⟨
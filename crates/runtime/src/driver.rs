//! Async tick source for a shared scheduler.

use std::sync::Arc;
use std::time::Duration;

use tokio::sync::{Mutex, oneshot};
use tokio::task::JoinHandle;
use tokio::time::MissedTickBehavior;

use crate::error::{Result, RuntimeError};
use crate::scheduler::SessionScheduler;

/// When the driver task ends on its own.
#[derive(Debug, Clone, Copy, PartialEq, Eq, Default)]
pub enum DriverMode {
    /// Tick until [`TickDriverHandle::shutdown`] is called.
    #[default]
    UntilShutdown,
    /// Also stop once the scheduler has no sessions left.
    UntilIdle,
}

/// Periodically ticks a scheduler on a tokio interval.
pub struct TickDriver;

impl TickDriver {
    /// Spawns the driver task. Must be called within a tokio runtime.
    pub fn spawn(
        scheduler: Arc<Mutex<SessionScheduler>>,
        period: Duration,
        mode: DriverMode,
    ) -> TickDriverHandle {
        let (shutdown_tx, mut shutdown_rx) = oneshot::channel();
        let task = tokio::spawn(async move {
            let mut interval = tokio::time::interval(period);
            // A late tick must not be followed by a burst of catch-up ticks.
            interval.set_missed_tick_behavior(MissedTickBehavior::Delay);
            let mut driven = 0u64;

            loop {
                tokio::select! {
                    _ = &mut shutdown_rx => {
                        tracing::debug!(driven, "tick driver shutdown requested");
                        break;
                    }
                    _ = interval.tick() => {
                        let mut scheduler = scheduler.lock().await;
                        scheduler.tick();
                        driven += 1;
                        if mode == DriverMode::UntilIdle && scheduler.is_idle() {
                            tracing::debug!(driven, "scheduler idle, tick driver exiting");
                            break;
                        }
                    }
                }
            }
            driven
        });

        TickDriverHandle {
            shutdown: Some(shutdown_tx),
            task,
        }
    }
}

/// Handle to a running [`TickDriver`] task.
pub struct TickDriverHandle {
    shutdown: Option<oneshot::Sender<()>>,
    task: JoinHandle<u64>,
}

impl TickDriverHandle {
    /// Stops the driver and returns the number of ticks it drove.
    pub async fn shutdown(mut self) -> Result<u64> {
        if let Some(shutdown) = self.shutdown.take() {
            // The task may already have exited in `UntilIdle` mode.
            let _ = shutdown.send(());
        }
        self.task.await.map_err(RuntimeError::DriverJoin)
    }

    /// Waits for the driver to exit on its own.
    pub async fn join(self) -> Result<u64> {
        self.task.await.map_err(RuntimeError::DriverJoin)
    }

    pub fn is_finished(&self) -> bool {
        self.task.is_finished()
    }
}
⟩
⟨
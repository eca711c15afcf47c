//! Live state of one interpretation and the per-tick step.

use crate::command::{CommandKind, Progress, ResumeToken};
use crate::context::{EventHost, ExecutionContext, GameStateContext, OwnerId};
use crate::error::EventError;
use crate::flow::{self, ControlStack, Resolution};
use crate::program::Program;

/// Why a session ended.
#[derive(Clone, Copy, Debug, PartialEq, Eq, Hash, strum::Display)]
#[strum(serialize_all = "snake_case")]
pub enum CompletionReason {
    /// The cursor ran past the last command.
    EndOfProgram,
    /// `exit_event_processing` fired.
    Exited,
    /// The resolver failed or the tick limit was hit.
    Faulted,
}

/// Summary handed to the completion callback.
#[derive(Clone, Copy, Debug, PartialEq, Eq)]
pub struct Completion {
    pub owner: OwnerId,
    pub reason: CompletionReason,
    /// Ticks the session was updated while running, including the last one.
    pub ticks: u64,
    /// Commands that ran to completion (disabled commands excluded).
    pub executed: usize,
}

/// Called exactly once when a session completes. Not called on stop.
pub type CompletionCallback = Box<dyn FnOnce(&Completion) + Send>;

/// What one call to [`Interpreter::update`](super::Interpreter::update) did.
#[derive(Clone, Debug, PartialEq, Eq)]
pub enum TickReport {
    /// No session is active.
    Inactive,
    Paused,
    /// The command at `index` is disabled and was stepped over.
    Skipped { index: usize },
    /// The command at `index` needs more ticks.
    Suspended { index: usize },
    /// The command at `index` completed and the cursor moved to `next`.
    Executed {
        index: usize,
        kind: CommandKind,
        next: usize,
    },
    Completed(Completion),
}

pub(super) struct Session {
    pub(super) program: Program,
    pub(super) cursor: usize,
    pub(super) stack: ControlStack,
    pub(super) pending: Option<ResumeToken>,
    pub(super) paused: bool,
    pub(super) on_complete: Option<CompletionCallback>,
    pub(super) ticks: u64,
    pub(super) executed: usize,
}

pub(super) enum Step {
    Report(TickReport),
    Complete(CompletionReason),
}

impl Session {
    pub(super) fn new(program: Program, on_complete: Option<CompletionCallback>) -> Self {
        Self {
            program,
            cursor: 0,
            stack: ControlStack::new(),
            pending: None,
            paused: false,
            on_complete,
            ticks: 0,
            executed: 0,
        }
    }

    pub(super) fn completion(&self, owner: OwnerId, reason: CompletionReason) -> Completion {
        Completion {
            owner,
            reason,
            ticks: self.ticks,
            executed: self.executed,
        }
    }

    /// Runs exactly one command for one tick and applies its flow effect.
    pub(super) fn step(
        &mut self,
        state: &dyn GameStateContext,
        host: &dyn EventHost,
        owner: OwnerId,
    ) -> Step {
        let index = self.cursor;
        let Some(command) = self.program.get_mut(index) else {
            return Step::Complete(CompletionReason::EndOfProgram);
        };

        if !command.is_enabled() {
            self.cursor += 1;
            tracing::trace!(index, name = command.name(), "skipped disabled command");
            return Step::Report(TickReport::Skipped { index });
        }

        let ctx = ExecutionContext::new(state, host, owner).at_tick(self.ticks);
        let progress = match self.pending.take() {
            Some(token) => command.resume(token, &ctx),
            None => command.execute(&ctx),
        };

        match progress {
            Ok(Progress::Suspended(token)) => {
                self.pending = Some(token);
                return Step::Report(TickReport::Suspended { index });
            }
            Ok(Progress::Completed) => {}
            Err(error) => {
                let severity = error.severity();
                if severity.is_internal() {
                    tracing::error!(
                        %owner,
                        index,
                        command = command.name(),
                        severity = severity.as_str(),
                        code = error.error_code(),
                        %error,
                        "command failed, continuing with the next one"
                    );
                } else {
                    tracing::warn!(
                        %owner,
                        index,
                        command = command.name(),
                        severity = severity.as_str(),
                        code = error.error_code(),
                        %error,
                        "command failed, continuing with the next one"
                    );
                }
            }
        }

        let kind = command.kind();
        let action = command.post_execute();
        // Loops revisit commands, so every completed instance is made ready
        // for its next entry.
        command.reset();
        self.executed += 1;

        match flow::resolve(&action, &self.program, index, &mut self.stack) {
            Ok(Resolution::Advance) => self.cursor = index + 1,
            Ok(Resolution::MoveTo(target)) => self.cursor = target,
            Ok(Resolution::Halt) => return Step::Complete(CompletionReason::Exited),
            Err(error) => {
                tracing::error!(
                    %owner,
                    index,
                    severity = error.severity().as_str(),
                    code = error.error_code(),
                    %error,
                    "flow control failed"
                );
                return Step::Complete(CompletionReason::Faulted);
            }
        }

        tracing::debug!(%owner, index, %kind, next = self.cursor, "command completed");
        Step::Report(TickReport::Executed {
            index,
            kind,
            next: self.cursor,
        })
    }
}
⟩
What the task asks: Please copy, exactly and with nothing else, the lines above beginning at the line that has "pub enum CompletionReason" and ending with the line that has "called on stop.".

Answer below:
pub enum CompletionReason {
    /// The cursor ran past the last command.
    EndOfProgram,
    /// `exit_event_processing` fired.
    Exited,
    /// The resolver failed or the tick limit was hit.
    Faulted,
}

/// Summary handed to the completion callback.
#[derive(Clone, Copy, Debug, PartialEq, Eq)]
pub struct Completion {
    pub owner: OwnerId,
    pub reason: CompletionReason,
    /// Ticks the session was updated while running, including the last one.
    pub ticks: u64,
    /// Commands that ran to completion (disabled commands excluded).
    pub executed: usize,
}

/// Called exactly once when a session completes. Not called on stop.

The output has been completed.